== INFORMATION PROVIDED ==
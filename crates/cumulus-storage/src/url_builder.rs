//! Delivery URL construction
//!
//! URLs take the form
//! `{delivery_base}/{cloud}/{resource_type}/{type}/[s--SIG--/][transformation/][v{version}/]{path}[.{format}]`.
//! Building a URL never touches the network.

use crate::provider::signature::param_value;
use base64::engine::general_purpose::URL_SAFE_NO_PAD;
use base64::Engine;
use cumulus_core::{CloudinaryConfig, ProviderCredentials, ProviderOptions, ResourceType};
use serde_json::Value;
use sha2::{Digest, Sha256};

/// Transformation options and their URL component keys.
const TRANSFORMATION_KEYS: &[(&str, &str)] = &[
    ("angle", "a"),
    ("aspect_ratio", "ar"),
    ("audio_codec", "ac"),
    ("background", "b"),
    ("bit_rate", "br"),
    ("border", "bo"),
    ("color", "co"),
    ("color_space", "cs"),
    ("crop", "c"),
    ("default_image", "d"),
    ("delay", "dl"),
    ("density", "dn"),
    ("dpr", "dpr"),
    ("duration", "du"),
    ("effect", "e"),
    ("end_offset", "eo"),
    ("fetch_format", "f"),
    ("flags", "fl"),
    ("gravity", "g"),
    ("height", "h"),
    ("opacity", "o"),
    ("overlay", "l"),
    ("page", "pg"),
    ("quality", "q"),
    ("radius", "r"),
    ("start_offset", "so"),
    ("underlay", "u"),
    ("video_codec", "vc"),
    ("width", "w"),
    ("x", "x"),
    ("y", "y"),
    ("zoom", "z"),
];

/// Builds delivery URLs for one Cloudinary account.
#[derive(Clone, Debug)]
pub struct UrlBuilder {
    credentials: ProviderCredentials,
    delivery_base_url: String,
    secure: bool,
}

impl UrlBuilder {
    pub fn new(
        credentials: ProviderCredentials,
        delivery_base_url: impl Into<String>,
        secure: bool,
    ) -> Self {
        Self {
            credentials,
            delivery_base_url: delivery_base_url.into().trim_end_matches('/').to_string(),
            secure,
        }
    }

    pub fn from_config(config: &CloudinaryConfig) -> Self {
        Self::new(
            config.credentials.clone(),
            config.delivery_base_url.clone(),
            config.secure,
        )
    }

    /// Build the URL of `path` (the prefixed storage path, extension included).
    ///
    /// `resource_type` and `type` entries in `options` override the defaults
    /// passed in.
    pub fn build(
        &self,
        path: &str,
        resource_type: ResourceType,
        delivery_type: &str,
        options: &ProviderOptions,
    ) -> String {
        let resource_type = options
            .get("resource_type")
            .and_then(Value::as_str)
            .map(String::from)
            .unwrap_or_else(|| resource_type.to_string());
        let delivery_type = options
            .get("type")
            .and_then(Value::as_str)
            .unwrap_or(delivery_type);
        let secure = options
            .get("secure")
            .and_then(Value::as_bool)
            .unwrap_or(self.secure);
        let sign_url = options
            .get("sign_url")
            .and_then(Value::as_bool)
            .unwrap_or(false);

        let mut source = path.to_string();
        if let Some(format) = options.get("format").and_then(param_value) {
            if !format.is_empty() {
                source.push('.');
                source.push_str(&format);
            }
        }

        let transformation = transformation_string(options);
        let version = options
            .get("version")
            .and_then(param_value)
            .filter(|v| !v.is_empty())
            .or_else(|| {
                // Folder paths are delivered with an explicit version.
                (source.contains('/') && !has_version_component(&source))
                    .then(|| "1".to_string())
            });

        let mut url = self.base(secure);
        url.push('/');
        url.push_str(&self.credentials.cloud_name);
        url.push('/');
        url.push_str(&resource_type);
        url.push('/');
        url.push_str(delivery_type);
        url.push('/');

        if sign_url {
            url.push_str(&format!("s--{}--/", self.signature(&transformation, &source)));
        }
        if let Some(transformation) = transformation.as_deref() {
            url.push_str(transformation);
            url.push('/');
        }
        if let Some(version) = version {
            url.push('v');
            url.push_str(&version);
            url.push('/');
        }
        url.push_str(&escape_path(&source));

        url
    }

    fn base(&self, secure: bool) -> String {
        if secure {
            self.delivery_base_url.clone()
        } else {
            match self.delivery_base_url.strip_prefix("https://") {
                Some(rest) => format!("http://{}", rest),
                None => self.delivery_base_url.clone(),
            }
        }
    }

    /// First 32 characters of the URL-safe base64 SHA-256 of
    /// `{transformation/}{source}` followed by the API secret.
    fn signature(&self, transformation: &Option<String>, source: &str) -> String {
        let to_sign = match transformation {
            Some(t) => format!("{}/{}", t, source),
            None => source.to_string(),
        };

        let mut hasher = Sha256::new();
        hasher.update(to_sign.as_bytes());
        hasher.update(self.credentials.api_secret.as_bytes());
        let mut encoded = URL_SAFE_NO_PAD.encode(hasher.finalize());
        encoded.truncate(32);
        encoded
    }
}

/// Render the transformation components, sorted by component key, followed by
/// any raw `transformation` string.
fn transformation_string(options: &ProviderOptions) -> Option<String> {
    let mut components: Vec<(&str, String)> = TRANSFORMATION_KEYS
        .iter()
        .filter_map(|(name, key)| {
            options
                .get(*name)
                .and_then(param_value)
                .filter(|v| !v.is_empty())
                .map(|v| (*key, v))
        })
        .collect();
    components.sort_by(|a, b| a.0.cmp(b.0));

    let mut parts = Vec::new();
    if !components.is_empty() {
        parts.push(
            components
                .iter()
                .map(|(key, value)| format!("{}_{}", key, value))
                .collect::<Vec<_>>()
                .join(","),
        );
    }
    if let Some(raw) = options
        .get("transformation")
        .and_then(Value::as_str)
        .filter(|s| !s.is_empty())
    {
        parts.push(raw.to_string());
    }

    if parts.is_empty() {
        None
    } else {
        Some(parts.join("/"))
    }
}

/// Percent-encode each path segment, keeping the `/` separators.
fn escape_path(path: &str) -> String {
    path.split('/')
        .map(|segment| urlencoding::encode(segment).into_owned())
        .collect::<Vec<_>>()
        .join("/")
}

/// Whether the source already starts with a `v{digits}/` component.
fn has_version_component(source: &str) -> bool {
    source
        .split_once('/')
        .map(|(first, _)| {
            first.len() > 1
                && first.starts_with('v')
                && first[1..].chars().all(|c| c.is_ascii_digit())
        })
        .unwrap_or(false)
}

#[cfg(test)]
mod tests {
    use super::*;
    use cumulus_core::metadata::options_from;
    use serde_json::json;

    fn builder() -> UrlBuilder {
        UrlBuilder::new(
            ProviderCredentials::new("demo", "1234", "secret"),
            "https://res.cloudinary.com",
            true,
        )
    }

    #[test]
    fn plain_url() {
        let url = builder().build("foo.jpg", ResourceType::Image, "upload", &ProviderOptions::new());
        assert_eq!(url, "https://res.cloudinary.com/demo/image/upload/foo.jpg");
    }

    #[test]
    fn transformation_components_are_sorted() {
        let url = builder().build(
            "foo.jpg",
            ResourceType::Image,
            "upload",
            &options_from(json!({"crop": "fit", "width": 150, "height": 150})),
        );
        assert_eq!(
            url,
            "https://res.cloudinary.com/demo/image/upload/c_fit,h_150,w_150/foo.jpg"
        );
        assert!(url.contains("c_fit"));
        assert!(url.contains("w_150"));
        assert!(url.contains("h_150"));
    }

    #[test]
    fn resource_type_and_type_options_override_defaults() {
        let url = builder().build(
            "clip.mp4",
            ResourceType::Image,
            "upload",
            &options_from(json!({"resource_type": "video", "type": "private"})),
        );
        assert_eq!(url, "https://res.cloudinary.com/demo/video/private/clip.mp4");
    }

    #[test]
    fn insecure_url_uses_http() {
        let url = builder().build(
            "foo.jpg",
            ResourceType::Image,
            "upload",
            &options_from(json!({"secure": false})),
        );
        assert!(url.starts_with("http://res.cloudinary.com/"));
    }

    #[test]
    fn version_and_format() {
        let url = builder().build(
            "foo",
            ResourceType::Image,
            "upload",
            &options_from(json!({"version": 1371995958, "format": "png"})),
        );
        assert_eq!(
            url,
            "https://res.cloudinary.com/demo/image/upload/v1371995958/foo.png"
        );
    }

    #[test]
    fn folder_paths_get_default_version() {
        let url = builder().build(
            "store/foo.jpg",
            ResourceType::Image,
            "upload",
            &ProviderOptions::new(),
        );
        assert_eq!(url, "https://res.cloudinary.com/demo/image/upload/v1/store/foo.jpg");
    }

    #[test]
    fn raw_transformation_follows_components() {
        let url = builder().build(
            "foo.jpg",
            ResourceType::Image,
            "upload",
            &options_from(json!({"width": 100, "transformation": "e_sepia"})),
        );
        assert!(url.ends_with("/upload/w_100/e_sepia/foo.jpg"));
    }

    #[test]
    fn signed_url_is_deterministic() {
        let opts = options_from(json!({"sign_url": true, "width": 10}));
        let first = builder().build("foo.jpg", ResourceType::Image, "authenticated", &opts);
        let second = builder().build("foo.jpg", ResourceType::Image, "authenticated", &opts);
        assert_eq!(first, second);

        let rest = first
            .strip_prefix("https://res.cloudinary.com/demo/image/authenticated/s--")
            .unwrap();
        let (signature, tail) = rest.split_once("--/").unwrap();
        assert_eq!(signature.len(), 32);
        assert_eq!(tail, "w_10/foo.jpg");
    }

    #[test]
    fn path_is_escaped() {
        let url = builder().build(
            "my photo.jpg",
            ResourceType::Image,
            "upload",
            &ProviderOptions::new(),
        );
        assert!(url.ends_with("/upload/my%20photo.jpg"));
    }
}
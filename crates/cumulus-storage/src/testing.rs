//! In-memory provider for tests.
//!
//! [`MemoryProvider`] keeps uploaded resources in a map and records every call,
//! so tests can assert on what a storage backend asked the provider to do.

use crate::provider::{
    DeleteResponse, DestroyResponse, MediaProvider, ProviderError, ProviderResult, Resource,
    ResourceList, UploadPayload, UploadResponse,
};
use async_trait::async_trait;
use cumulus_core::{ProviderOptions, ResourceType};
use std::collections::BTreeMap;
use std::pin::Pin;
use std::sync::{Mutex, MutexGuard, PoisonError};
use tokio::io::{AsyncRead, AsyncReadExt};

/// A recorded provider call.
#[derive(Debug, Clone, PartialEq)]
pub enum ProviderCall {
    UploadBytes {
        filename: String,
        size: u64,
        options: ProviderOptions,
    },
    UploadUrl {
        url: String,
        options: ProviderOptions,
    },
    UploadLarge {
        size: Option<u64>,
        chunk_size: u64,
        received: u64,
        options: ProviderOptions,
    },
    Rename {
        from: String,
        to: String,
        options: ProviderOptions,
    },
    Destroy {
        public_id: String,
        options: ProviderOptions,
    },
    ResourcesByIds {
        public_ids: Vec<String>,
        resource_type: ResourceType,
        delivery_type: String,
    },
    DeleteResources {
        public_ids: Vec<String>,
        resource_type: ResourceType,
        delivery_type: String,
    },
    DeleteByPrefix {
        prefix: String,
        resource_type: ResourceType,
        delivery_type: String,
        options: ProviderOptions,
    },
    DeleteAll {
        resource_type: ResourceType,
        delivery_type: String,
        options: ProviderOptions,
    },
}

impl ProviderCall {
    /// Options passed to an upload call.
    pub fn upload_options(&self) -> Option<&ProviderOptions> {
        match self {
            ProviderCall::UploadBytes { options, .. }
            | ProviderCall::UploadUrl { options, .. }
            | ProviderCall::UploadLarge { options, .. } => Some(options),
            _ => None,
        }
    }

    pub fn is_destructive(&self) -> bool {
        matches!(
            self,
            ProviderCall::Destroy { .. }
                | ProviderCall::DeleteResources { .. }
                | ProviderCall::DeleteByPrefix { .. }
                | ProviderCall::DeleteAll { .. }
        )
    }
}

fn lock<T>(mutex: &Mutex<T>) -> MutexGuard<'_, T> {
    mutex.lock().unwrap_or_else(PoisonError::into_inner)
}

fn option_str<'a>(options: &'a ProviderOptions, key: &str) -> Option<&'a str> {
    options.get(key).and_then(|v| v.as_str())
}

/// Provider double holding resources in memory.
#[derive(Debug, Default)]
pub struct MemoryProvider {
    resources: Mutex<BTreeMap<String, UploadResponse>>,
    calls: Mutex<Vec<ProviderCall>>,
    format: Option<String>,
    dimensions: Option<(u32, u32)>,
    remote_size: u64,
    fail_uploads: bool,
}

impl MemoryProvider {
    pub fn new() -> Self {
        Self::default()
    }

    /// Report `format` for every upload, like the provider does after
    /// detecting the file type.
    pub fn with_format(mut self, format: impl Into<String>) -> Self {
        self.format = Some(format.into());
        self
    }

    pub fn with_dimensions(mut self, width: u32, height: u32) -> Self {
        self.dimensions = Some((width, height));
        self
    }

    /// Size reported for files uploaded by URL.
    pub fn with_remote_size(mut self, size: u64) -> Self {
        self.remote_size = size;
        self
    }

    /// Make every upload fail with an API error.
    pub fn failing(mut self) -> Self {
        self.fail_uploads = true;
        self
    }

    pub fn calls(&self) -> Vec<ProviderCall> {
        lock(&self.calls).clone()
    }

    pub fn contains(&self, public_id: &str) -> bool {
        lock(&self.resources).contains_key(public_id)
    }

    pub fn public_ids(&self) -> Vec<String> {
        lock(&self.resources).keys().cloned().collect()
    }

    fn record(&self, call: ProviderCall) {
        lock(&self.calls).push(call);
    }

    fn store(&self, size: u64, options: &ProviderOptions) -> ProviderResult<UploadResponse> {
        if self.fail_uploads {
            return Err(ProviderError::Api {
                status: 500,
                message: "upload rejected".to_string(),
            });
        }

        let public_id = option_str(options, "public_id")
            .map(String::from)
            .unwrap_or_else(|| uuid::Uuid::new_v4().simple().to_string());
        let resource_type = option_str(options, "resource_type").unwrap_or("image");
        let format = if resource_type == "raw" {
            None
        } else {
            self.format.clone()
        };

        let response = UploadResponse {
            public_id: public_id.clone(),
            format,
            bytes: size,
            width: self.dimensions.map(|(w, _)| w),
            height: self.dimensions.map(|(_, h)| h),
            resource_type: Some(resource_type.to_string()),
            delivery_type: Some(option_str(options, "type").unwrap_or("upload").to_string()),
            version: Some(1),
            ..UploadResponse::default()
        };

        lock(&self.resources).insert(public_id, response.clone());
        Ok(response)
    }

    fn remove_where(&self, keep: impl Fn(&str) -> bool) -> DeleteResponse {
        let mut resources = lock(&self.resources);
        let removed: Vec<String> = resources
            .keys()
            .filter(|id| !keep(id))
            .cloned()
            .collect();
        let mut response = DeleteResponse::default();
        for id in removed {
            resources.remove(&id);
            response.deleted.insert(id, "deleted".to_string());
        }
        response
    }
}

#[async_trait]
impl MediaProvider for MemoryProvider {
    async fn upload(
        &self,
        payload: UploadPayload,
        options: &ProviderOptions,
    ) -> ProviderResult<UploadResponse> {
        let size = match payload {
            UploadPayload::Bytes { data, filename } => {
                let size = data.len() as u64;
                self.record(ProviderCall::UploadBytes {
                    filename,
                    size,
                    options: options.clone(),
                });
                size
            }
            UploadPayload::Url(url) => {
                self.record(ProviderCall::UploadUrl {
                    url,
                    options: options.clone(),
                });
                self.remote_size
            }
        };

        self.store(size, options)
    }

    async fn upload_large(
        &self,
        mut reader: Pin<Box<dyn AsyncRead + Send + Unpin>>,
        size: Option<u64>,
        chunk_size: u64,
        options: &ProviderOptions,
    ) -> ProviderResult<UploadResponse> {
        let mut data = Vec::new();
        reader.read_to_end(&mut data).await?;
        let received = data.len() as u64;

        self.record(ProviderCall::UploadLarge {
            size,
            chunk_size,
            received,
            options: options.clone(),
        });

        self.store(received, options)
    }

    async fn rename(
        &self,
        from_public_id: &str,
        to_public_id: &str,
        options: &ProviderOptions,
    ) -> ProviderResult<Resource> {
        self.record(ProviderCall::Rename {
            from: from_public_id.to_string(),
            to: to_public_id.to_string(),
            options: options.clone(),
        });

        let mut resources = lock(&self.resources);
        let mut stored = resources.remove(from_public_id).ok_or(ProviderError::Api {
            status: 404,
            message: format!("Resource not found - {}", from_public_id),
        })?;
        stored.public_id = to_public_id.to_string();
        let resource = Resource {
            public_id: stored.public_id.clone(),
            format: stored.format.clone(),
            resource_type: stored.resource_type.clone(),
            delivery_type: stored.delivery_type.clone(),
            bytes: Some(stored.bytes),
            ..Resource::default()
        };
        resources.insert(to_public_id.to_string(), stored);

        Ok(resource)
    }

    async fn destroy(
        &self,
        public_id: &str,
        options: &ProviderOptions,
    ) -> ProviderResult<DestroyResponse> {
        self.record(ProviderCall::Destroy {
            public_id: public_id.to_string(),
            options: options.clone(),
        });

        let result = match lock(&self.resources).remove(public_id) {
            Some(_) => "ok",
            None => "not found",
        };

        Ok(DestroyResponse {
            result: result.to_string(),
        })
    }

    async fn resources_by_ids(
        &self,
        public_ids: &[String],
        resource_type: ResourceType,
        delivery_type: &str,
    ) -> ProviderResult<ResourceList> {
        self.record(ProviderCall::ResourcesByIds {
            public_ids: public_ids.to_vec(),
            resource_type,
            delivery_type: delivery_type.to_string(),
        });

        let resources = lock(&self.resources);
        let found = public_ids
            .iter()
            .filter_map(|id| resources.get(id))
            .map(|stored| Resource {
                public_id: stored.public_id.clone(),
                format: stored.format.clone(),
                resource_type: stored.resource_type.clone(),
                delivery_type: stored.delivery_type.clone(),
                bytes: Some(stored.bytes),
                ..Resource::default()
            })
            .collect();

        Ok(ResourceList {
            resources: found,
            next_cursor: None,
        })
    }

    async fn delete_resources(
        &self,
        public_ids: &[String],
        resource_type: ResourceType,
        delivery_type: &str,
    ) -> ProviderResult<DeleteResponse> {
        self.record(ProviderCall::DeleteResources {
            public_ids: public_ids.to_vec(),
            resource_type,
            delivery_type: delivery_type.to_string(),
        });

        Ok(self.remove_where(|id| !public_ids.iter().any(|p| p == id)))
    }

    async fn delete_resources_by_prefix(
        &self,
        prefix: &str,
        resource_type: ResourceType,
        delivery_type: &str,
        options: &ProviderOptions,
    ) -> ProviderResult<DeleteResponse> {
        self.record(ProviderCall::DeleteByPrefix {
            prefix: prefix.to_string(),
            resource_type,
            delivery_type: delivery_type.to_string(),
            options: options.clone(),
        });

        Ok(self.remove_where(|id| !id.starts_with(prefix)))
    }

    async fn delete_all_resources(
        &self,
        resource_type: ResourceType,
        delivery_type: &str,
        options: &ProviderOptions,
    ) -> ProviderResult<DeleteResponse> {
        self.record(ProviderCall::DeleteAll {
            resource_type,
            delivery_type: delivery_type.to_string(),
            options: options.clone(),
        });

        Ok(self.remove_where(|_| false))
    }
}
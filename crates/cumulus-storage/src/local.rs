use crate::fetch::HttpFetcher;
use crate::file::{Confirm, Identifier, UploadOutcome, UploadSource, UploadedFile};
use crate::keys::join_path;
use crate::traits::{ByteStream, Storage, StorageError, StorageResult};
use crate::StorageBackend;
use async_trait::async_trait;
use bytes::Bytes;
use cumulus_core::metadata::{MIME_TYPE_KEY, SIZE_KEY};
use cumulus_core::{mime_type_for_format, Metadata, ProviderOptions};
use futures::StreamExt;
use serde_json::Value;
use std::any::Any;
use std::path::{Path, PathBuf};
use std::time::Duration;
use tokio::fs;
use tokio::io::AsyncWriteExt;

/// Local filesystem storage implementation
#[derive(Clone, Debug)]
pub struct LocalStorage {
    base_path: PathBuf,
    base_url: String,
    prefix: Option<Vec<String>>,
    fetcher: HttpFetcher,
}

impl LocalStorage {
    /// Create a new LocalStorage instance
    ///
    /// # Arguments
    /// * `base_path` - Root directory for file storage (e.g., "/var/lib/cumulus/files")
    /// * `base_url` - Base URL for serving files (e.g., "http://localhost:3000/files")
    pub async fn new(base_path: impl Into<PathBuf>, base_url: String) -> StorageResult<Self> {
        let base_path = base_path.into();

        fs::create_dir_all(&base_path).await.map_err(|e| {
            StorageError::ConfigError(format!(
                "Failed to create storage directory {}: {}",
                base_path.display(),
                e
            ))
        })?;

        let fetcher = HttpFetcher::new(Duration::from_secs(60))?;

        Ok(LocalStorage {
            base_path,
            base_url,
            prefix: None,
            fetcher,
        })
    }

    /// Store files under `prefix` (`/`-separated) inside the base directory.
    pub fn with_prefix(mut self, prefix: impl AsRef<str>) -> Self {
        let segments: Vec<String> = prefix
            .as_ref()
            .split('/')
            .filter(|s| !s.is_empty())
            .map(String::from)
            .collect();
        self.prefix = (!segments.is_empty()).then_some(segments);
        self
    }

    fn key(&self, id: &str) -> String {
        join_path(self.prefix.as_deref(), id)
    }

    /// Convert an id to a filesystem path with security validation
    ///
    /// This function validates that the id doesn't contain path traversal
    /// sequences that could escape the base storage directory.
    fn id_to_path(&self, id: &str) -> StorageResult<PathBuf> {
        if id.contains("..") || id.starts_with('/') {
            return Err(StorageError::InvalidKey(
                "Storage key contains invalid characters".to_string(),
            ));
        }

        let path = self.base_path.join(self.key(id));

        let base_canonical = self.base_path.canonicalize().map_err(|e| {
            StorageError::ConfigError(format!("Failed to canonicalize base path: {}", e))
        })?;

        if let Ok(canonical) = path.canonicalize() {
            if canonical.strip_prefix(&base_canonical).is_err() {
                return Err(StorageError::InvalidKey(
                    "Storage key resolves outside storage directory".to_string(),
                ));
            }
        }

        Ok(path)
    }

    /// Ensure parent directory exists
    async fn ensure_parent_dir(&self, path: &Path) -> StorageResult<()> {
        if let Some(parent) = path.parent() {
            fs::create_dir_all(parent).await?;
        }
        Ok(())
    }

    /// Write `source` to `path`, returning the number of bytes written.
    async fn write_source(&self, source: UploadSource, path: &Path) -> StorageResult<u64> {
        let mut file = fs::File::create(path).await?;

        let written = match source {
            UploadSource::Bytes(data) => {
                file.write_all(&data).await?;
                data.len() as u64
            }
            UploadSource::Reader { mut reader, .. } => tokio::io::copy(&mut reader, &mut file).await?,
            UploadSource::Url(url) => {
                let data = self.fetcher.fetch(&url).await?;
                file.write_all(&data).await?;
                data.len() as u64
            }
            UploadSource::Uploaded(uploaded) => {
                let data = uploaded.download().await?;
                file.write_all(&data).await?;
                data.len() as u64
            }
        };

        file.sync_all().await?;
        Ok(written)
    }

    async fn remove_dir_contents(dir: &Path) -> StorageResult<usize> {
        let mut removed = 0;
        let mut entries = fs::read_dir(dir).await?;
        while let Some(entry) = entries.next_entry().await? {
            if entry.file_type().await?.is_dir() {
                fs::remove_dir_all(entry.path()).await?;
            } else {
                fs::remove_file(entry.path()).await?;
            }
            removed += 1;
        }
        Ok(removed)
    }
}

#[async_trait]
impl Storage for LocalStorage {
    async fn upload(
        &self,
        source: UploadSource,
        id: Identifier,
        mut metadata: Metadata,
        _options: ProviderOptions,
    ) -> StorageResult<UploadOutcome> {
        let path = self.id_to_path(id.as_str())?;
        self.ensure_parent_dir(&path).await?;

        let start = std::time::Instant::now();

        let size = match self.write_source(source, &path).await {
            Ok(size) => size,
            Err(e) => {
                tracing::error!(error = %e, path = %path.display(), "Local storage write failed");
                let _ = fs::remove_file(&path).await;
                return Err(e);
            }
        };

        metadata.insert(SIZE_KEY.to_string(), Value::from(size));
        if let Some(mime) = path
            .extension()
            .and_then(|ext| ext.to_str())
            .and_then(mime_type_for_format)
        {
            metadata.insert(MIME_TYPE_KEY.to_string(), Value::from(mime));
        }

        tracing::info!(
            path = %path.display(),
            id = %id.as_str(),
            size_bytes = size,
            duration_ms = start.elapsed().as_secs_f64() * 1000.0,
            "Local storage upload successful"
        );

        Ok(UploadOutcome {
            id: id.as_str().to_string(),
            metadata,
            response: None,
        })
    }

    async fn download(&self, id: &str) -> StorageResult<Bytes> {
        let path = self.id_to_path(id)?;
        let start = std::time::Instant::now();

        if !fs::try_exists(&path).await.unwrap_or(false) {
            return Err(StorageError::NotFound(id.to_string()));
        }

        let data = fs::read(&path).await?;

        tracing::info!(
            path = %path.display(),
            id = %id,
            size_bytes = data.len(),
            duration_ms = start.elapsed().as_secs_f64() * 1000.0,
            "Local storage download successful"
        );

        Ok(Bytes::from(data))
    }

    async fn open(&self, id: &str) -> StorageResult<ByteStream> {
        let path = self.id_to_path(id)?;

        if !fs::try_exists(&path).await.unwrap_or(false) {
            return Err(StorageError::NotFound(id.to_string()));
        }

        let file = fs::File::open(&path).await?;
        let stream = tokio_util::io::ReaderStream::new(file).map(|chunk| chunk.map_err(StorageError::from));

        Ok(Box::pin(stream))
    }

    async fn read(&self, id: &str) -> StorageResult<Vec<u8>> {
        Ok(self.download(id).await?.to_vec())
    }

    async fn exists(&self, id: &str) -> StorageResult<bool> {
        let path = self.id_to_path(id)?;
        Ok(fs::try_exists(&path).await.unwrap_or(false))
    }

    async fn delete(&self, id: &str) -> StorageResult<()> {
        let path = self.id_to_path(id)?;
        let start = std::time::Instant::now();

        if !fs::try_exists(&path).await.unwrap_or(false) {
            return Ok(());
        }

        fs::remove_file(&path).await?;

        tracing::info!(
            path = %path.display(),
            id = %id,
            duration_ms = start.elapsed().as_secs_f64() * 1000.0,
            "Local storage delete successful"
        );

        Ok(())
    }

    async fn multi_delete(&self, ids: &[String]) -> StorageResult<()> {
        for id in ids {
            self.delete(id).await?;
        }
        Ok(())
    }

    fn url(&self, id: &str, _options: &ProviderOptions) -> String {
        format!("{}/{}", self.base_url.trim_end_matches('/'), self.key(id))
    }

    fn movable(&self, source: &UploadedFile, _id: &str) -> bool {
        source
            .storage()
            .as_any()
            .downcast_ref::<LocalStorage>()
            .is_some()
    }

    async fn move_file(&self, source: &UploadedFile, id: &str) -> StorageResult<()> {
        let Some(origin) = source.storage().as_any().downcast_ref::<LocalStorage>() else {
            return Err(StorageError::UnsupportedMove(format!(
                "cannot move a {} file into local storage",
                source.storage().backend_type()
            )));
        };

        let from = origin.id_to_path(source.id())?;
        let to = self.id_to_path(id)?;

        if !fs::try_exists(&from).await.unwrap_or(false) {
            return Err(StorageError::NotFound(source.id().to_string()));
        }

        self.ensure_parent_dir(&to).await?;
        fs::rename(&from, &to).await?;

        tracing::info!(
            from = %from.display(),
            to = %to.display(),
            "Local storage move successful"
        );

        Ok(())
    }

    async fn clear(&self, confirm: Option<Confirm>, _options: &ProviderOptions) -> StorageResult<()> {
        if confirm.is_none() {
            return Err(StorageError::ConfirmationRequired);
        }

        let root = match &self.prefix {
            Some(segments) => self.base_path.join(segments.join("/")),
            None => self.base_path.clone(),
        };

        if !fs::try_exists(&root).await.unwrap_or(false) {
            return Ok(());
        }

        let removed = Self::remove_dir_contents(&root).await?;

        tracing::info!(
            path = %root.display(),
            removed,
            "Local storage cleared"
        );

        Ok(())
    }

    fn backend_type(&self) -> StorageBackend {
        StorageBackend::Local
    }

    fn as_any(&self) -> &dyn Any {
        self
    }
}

== WHAT THIS TASK INVOLVES ==
Above are entries; state the number of lines among them that contain "UrlBuilder", and nothing else.

== FINISHED TASK ==
4